Trying to figure out how to install Spark on windows is a bit of a pain so here are some basic instructions:
- Download any of the prebuilt hadoop distribution for spark. For me downloading it for Hadoop version 2.6 worked perfectly.
- Download the winutils for Hadoop. Google should bring up several results. At the time of writing this one worked fine.
Now we have to make sure all our environmental variables arre set up correctly. We need to have the following things installed with the appropriate variables set:
HADOOP_HOME
: for winutilsPYTHON_PATH
: for PythonSPARK_HOME
: for SparkR_HOME
: for R
Once all of these are added to our path, then we can simply run PySpark/SparkR in the shell in the normal manner.

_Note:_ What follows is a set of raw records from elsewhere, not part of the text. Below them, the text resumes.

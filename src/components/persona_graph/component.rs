use std::cell::RefCell;
use std::rc::Rc;

use leptos::prelude::*;
use wasm_bindgen::prelude::*;
use web_sys::{CanvasRenderingContext2d, HtmlCanvasElement, MouseEvent, WheelEvent, Window};

use super::interaction::InteractionEvent;
use super::render;
use super::state::PersonaGraphState;
use super::types::{GraphNode, PersonaGraph};

/// Drag distance in px below which a press-release counts as a click.
const CLICK_TOLERANCE: f64 = 4.0;

fn window_size(window: &Window) -> Option<(f64, f64)> {
	Some((
		window.inner_width().ok()?.as_f64()?,
		window.inner_height().ok()?.as_f64()?,
	))
}

fn local_position(canvas_ref: NodeRef<leptos::html::Canvas>, ev: &MouseEvent) -> Option<(f64, f64)> {
	let canvas: HtmlCanvasElement = canvas_ref.get()?;
	let rect = canvas.get_bounding_client_rect();
	Some((
		ev.client_x() as f64 - rect.left(),
		ev.client_y() as f64 - rect.top(),
	))
}

/// Interactive canvas for a persona graph. Clicking a node hands its full record to `on_activate`.
#[component]
pub fn PersonaGraphCanvas(
	#[prop(into)] data: Signal<PersonaGraph>,
	#[prop(into, default = Signal::stored(false))] show_all_details: Signal<bool>,
	#[prop(optional)] on_activate: Option<Callback<GraphNode>>,
	#[prop(default = false)] fullscreen: bool,
	#[prop(default = None)] width: Option<f64>,
	#[prop(default = None)] height: Option<f64>,
) -> impl IntoView {
	let canvas_ref = NodeRef::<leptos::html::Canvas>::new();
	let state: Rc<RefCell<Option<PersonaGraphState>>> = Rc::new(RefCell::new(None));
	let animate: Rc<RefCell<Option<Closure<dyn FnMut()>>>> = Rc::new(RefCell::new(None));
	let resize_cb: Rc<RefCell<Option<Closure<dyn FnMut()>>>> = Rc::new(RefCell::new(None));
	let (state_init, animate_init, resize_cb_init) =
		(state.clone(), animate.clone(), resize_cb.clone());

	Effect::new(move |_| {
		let Some(canvas) = canvas_ref.get() else {
			return;
		};
		let canvas: HtmlCanvasElement = canvas;
		let Some(window) = web_sys::window() else {
			return;
		};

		let (w, h) = if fullscreen {
			window_size(&window).unwrap_or((800.0, 600.0))
		} else {
			(
				width.unwrap_or_else(|| {
					canvas
						.parent_element()
						.map(|p| p.client_width() as f64)
						.unwrap_or(800.0)
				}),
				height.unwrap_or_else(|| {
					canvas
						.parent_element()
						.map(|p| p.client_height() as f64)
						.unwrap_or(600.0)
				}),
			)
		};
		canvas.set_width(w as u32);
		canvas.set_height(h as u32);

		let Some(ctx) = canvas
			.get_context("2d")
			.ok()
			.flatten()
			.and_then(|ctx| ctx.dyn_into::<CanvasRenderingContext2d>().ok())
		else {
			log::error!("2d canvas context unavailable");
			return;
		};
		*state_init.borrow_mut() = Some(PersonaGraphState::new(&data.get_untracked(), w, h));

		if fullscreen {
			let (state_resize, canvas_resize) = (state_init.clone(), canvas.clone());
			*resize_cb_init.borrow_mut() = Some(Closure::new(move || {
				let Some((nw, nh)) = web_sys::window().as_ref().and_then(window_size) else {
					return;
				};
				canvas_resize.set_width(nw as u32);
				canvas_resize.set_height(nh as u32);
				if let Some(ref mut s) = *state_resize.borrow_mut() {
					s.resize(nw, nh);
				}
			}));
			if let Some(ref cb) = *resize_cb_init.borrow() {
				let _ =
					window.add_event_listener_with_callback("resize", cb.as_ref().unchecked_ref());
			}
		}

		let (state_anim, animate_inner) = (state_init.clone(), animate_init.clone());
		*animate_init.borrow_mut() = Some(Closure::new(move || {
			if let Some(ref mut s) = *state_anim.borrow_mut() {
				s.tick(0.016);
				render::render(s, &ctx);
			}
			if let (Some(cb), Some(win)) = (&*animate_inner.borrow(), web_sys::window()) {
				let _ = win.request_animation_frame(cb.as_ref().unchecked_ref());
			}
		}));
		if let Some(ref cb) = *animate_init.borrow() {
			let _ = window.request_animation_frame(cb.as_ref().unchecked_ref());
		}
	});

	// New snapshots from the persona API.
	let state_data = state.clone();
	Effect::new(move |_| {
		let graph = data.get();
		if let Some(ref mut s) = *state_data.borrow_mut() {
			s.set_graph(graph);
		}
	});

	let state_details = state.clone();
	Effect::new(move |_| {
		let show = show_all_details.get();
		if let Some(ref mut s) = *state_details.borrow_mut() {
			s.engine.dispatch(InteractionEvent::SetShowAllDetails(show));
		}
	});

	let notify = move |nodes: Vec<GraphNode>| {
		if let Some(cb) = on_activate {
			for node in nodes {
				cb.run(node);
			}
		}
	};

	let state_md = state.clone();
	let on_mousedown = move |ev: MouseEvent| {
		let Some((x, y)) = local_position(canvas_ref, &ev) else {
			return;
		};
		if let Some(ref mut s) = *state_md.borrow_mut() {
			s.pan.active = true;
			s.pan.moved = false;
			s.pan.start_x = x;
			s.pan.start_y = y;
			s.pan.transform_start_x = s.transform.x;
			s.pan.transform_start_y = s.transform.y;
		}
	};

	let state_mm = state.clone();
	let on_mousemove = move |ev: MouseEvent| {
		let Some((x, y)) = local_position(canvas_ref, &ev) else {
			return;
		};
		if let Some(ref mut s) = *state_mm.borrow_mut() {
			if s.pan.active {
				let (dx, dy) = (x - s.pan.start_x, y - s.pan.start_y);
				if dx.hypot(dy) > CLICK_TOLERANCE {
					s.pan.moved = true;
				}
				if s.pan.moved {
					s.transform.x = s.pan.transform_start_x + dx;
					s.transform.y = s.pan.transform_start_y + dy;
				}
			} else {
				s.pointer_move(x, y);
			}
		}
	};

	let state_mu = state.clone();
	let on_mouseup = move |ev: MouseEvent| {
		let Some((x, y)) = local_position(canvas_ref, &ev) else {
			return;
		};
		let activated = match *state_mu.borrow_mut() {
			Some(ref mut s) => {
				let clicked = s.pan.active && !s.pan.moved;
				s.pan.active = false;
				if clicked {
					let events = s.click(x, y);
					s.activated(&events)
				} else {
					Vec::new()
				}
			}
			None => Vec::new(),
		};
		notify(activated);
	};

	let state_dc = state.clone();
	let on_dblclick = move |ev: MouseEvent| {
		let Some((x, y)) = local_position(canvas_ref, &ev) else {
			return;
		};
		let activated = match *state_dc.borrow_mut() {
			Some(ref mut s) => {
				let events = s.double_click(x, y);
				s.activated(&events)
			}
			None => Vec::new(),
		};
		notify(activated);
	};

	let state_ml = state.clone();
	let on_mouseleave = move |_: MouseEvent| {
		if let Some(ref mut s) = *state_ml.borrow_mut() {
			s.pointer_leave();
		}
	};

	let state_wh = state.clone();
	let on_wheel = move |ev: WheelEvent| {
		ev.prevent_default();
		let Some((x, y)) = local_position(canvas_ref, &ev) else {
			return;
		};
		if let Some(ref mut s) = *state_wh.borrow_mut() {
			let factor = if ev.delta_y() > 0.0 { 0.9 } else { 1.1 };
			s.zoom_at(x, y, factor);
		}
	};

	view! {
		<canvas
			node_ref=canvas_ref
			class="persona-graph-canvas"
			on:mousedown=on_mousedown
			on:mousemove=on_mousemove
			on:mouseup=on_mouseup
			on:dblclick=on_dblclick
			on:mouseleave=on_mouseleave
			on:wheel=on_wheel
			style="display: block; cursor: grab;"
		/>
	}
}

For example, your environmental variables may look something like this:
set HADOOP_HOME=C:\Users\chapm\HADOOP
set PYTHON_PATH="C:\Users\chapm\Python"
set SPARK_HOME=C:\Users\chapm\Spark
set R_HOME="C:\Users\chapm\R-3.X.X\bin"
set PATH=%PATH%;%JAVA_HOME%\BIN;%PYTHON_PATH%;%HADOOP_HOME%;%SPARK_HOME%\bin;%R_HOME%;%PYTHON_PATH%\Scripts
If you run pyspark
or sparkr
in the command line the pyspark
shell should now work.
Getting RStudio working with Spark
To get RStudio working with Spark, we only need to link the library within Spark with the R Script.
If we simply run the following code, SparkR should work with RStudio:
Sys.setenv(SPARK_HOME="C:/Users/chapm/Spark")
.libPaths(c(file.path(Sys.getenv("SPARK_HOME"),"R","lib"), .libPaths()))
# load sparkR
library(SparkR)
# Initialize SparkContext and SQLContext
sc <- sparkR.init()
sqlContext <- sparkRSQL.init(sc)
Getting IPython working with Spark
The easiest way is to create a new profile with the correct start up options.
ipython create profile pyspark
Within the startup folder, we can create a script (00-XX.py
) with the following:
import sys
spark_home = "C:/Users/chapm/Spark"
sys.path.insert(0, spark_home + "/python")
# Add the py4j to the path.
# You may need to change the version number to match your install
sys.path.insert(0, spark_home + '/python/lib/py4j-0.8.2.1-src.zip')
# Initialize PySpark to predefine the SparkContext variable 'sc'
execfile(spark_home+ '/python/pyspark/shell.py')
Now running ipython notebook --profile=pyspark
should launch your notebook with Spark enabled.